What he had to give me, he had already given. I had his blessing, and
that contained who he really was and what ultimately the gift of his
life was to me. I knew that I had his blessing.
My life and the direction it had taken pleased him, made him proud.
Like God’s voice at the baptism of his Jesus, his too had already
communicated to me: you are my son in whom I am well pleased. That’s
about as much a person may ask from a father. And what did he leave me,
and the rest of his offspring? Too much to name, but, among other things:
he was one of the truly moral persons I have ever known, allowing himself
the minimum of moral compromise.
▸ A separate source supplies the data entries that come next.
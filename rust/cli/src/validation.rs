//! Input parsing for the interactive `play` command.

use uno_engine::cards::Color;
use uno_engine::player::PlayerAction;

/// Result type for parsing user input into player actions.
#[derive(Debug, PartialEq)]
pub enum ParseResult {
    /// Valid player action parsed from input
    Action(PlayerAction),
    /// Ask the advisor for a suggestion
    Hint,
    /// User entered quit command (q or quit)
    Quit,
    /// Invalid input with error message
    Invalid(String),
}

/// Parse user input into a PlayerAction or a special command.
///
/// Accepted (case-insensitive):
/// - `play N` / `p N` → play the card at hand position N
/// - `draw` / `d` → draw a card
/// - `color C` / `c C` → name a color after a wild (red, green, blue, yellow or r/g/b/y)
/// - `hint` / `h` → advisor suggestion
/// - `q` / `quit` → quit
///
/// ```rust
/// # use uno_cli::validation::{parse_player_action, ParseResult};
/// use uno_engine::cards::Color;
/// use uno_engine::player::PlayerAction;
///
/// assert_eq!(
///     parse_player_action("play 2"),
///     ParseResult::Action(PlayerAction::Play { hand_index: 2 })
/// );
/// assert_eq!(
///     parse_player_action("color b"),
///     ParseResult::Action(PlayerAction::ChooseColor(Color::Blue))
/// );
/// assert_eq!(parse_player_action("q"), ParseResult::Quit);
///
/// match parse_player_action("fold") {
///     ParseResult::Invalid(msg) => assert!(msg.contains("Unrecognized")),
///     _ => panic!("Expected Invalid"),
/// }
/// ```
pub fn parse_player_action(input: &str) -> ParseResult {
    let input = input.trim().to_lowercase();
    let parts: Vec<&str> = input.split_whitespace().collect();

    if parts.is_empty() {
        return ParseResult::Invalid("Empty input".to_string());
    }

    match parts[0] {
        "q" | "quit" => ParseResult::Quit,
        "h" | "hint" => ParseResult::Hint,
        "d" | "draw" => ParseResult::Action(PlayerAction::Draw),
        "p" | "play" => {
            let Some(arg) = parts.get(1) else {
                return ParseResult::Invalid(
                    "Play requires a card position (e.g., 'play 0')".to_string(),
                );
            };
            match arg.parse::<usize>() {
                Ok(hand_index) => ParseResult::Action(PlayerAction::Play { hand_index }),
                Err(_) => ParseResult::Invalid(format!("Invalid card position '{}'", arg)),
            }
        }
        "c" | "color" => {
            let Some(arg) = parts.get(1) else {
                return ParseResult::Invalid(
                    "Color requires a color (e.g., 'color red')".to_string(),
                );
            };
            match arg.parse::<Color>() {
                Ok(Color::Wild) => ParseResult::Invalid(
                    "Choose red, green, blue or yellow".to_string(),
                ),
                Ok(color) => ParseResult::Action(PlayerAction::ChooseColor(color)),
                Err(e) => ParseResult::Invalid(e),
            }
        }
        _ => ParseResult::Invalid(format!(
            "Unrecognized action '{}'. Valid actions: play <n>, draw, color <c>, hint, q",
            parts[0]
        )),
    }
}
use crate::cards::{Card, CardKind, Color};

/// Whether `card` may be played on `top` while `current_color` is active.
///
/// A card is playable when any of the following holds:
/// - it is a wild (Wild or Wild Draw Four)
/// - its color matches `current_color`, which after a wild is the chosen
///   color rather than the top card's own color
/// - it is an action card of the same kind as `top`
/// - both it and `top` are number cards with the same value
///
/// # Examples
///
/// ```
/// use uno_engine::cards::{Card, Color};
/// use uno_engine::rules::is_playable;
///
/// let top = Card::number(Color::Blue, 7);
/// assert!(is_playable(&Card::number(Color::Red, 7), &top, Color::Blue));
/// assert!(!is_playable(&Card::skip(Color::Red), &top, Color::Blue));
/// assert!(is_playable(&Card::wild(), &top, Color::Blue));
/// ```
pub fn is_playable(card: &Card, top: &Card, current_color: Color) -> bool {
    if card.is_wild() {
        return true;
    }
    if card.color == current_color {
        return true;
    }
    match (card.kind, top.kind) {
        (CardKind::Number(a), CardKind::Number(b)) => a == b,
        (CardKind::Number(_), _) => false,
        (kind, top_kind) => kind == top_kind,
    }
}

/// Playable cards from `hand`, in hand order.
pub fn valid_moves(hand: &[Card], top: &Card, current_color: Color) -> Vec<Card> {
    hand.iter()
        .filter(|c| is_playable(c, top, current_color))
        .copied()
        .collect()
}

/// Hand positions of the playable cards, in hand order.
pub fn playable_indices(hand: &[Card], top: &Card, current_color: Color) -> Vec<usize> {
    hand.iter()
        .enumerate()
        .filter(|(_, c)| is_playable(c, top, current_color))
        .map(|(i, _)| i)
        .collect()
}

#[cfg(test)]
mod tests {
    use super::*;

    #[test]
    fn action_cards_match_by_kind_across_colors() {
        let top = Card::draw_two(Color::Green);
        assert!(is_playable(&Card::draw_two(Color::Yellow), &top, Color::Green));
        assert!(!is_playable(&Card::skip(Color::Yellow), &top, Color::Green));
    }

    #[test]
    fn chosen_color_overrides_top_card_color() {
        // after a Wild the top card is Wild-colored; only the chosen color counts
        let top = Card::wild();
        assert!(is_playable(&Card::number(Color::Yellow, 2), &top, Color::Yellow));
        assert!(!is_playable(&Card::number(Color::Red, 2), &top, Color::Yellow));
    }

    #[test]
    fn wild_is_playable_on_wild() {
        let top = Card::wild_draw_four();
        assert!(is_playable(&Card::wild(), &top, Color::Red));
    }

    #[test]
    fn indices_line_up_with_moves() {
        let hand = vec![
            Card::number(Color::Red, 1),
            Card::number(Color::Blue, 4),
            Card::wild(),
            Card::skip(Color::Green),
        ];
        let top = Card::number(Color::Red, 4);
        assert_eq!(playable_indices(&hand, &top, Color::Red), vec![0, 1, 2]);
        assert_eq!(
            valid_moves(&hand, &top, Color::Red),
            vec![hand[0], hand[1], hand[2]]
        );
    }
}
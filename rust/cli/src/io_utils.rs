//! File and stdin helpers shared by the commands.
//!
//! Game logs may be plain JSONL or Zstandard-compressed (`.zst`);
//! [`read_text_auto`] picks by extension.

use std::io::BufRead;

/// Reads one trimmed line; `None` on EOF or a read error.
///
/// ```rust
/// # use uno_cli::io_utils::read_stdin_line;
/// let mut input = std::io::Cursor::new("play 2\n");
/// assert_eq!(read_stdin_line(&mut input), Some("play 2".to_string()));
/// assert_eq!(read_stdin_line(&mut input), None);
/// ```
pub fn read_stdin_line(stdin: &mut dyn BufRead) -> Option<String> {
    let mut line = String::new();
    match stdin.read_line(&mut line) {
        Ok(0) => None,
        Ok(_) => Some(line.trim().to_string()),
        Err(_) => None,
    }
}

/// Read text file with automatic .zst decompression detection.
///
/// A UTF-8 byte order mark at the start is dropped.
pub fn read_text_auto(path: &str) -> Result<String, String> {
    let mut content = if path.ends_with(".zst") {
        let comp = std::fs::read(path).map_err(|e| e.to_string())?;
        let dec = zstd::stream::decode_all(comp.as_slice()).map_err(|e| e.to_string())?;
        String::from_utf8(dec).map_err(|e| e.to_string())?
    } else {
        std::fs::read_to_string(path).map_err(|e| e.to_string())?
    };
    strip_utf8_bom(&mut content);
    Ok(content)
}

/// Ensure parent directory exists for given path, creating if needed.
pub fn ensure_parent_dir(path: &std::path::Path) -> Result<(), String> {
    if let Some(parent) = path.parent()
        && !parent.as_os_str().is_empty()
    {
        std::fs::create_dir_all(parent)
            .map_err(|e| format!("Failed to create directory {}: {}", parent.display(), e))?;
    }
    Ok(())
}

fn strip_utf8_bom(s: &mut String) {
    const UTF8_BOM: &str = "\u{feff}";
    if s.starts_with(UTF8_BOM) {
        s.drain(..UTF8_BOM.len());
    }
}
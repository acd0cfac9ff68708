use serde::{Deserialize, Serialize};

use crate::cards::Card;
use crate::player::PlayerAction;

/// A single accepted action during a game.
#[derive(Debug, Clone, Eq, PartialEq, Serialize, Deserialize)]
pub struct ActionRecord {
    /// Seat that acted
    pub player_index: usize,
    /// What the player did
    pub action: PlayerAction,
    /// Card played or drawn, when there was one
    #[serde(default)]
    pub card: Option<Card>,
}

/// Complete record of one game, written as a JSONL line.
#[derive(Debug, Clone, Eq, PartialEq, Serialize, Deserialize)]
pub struct GameRecord {
    /// Unique identifier for this game (format: YYYYMMDD-NNNNNN)
    pub game_id: String,
    /// Shuffle seed (replaying the actions against it reproduces the game)
    pub seed: Option<u64>,
    /// Player names in seat order
    pub players: Vec<String>,
    /// Chronological list of accepted actions
    pub actions: Vec<ActionRecord>,
    /// Winning seat, if the game finished
    #[serde(default)]
    pub winner: Option<usize>,
    /// Number of accepted actions
    pub turns: u32,
    /// Human readable outcome
    pub result: Option<String>,
    /// Timestamp (RFC3339)
    #[serde(default)]
    pub ts: Option<String>,
    /// Additional metadata
    #[serde(default)]
    pub meta: Option<serde_json::Value>,
}

pub fn format_game_id(yyyymmdd: &str, seq: u32) -> String {
    format!("{}-{:06}", yyyymmdd, seq)
}

use chrono::{SecondsFormat, Utc};
use std::fs::{create_dir_all, File};
use std::io::{BufWriter, Write};
use std::path::Path;

pub struct GameLogger {
    writer: Option<BufWriter<File>>,
    date: String,
    seq: u32,
}

impl GameLogger {
    pub fn create<P: AsRef<Path>>(path: P) -> std::io::Result<Self> {
        if let Some(parent) = path.as_ref().parent() {
            if !parent.as_os_str().is_empty() {
                let _ = create_dir_all(parent);
            }
        }
        let f = File::create(path)?;
        Ok(Self {
            writer: Some(BufWriter::new(f)),
            date: Utc::now().format("%Y%m%d").to_string(),
            seq: 0,
        })
    }

    /// Logger that writes nothing, with a fixed date for id generation.
    pub fn with_seq_for_test(date: &str) -> Self {
        Self {
            writer: None,
            date: date.to_string(),
            seq: 0,
        }
    }

    pub fn next_id(&mut self) -> String {
        self.seq += 1;
        format_game_id(&self.date, self.seq)
    }

    pub fn write(&mut self, record: &GameRecord) -> std::io::Result<()> {
        let mut rec = record.clone();
        if rec.ts.is_none() {
            rec.ts = Some(Utc::now().to_rfc3339_opts(SecondsFormat::Secs, true));
        }
        let line = serde_json::to_string(&rec).map_err(std::io::Error::other)?;
        if let Some(w) = &mut self.writer {
            w.write_all(line.as_bytes())?;
            w.write_all(b"\n")?;
            w.flush()?;
        }
        Ok(())
    }
}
He wasn’t a man who bought the
line that we are only human and so it’s OK to allow ourselves
certain exemptions. He used to famously tell us: “Anyone can show
me humanity; I need someone to show me divinity!” He expected
you not to fail, to live up to what faith and morality asked of you,
to not make excuses. If we, his family, inhaled anything from his presence,
it was this moral stubbornness. Beyond this, he had a steady, almost pathological, sanity. There were no hysterical or psychotic outbursts, no depressions, no lack of steadiness, no having to guess where his soul and psyche might be on a given day. With that steadiness, along
with my mother’s supporting presence, he made for us a home that
was always a safe cocoon, a boring place sometimes, but always a safe
one. When I think of the home I grew up in I think of a safe shelter
where you could look at storms outside from a place of warmth and security.
And because we were a large
family and his love and attention had to be shared with multiple siblings,
I never thought of him as “my” father, but always as “our”
father. This, perhaps more than anything else, has helped me grasp the
first challenge in the Lord’s Prayer, namely, that God is “our”
Father, Someone we share with others, not a private entity. Moreover,
his family extended to more than his own children. I learned early not
to resent the fact that he couldn’t always be with us, that he
had good reasons to be elsewhere: work, community, church, hospital
and school boards, political involvements. He was an elder for a wider
family than just our own. Finally, not least, he blessed me and my brothers and sisters with a love for baseball. He managed a local baseball team for a good number of years. This was his particular outlet for freesence, a place where his soul could enjoy some Sabbath.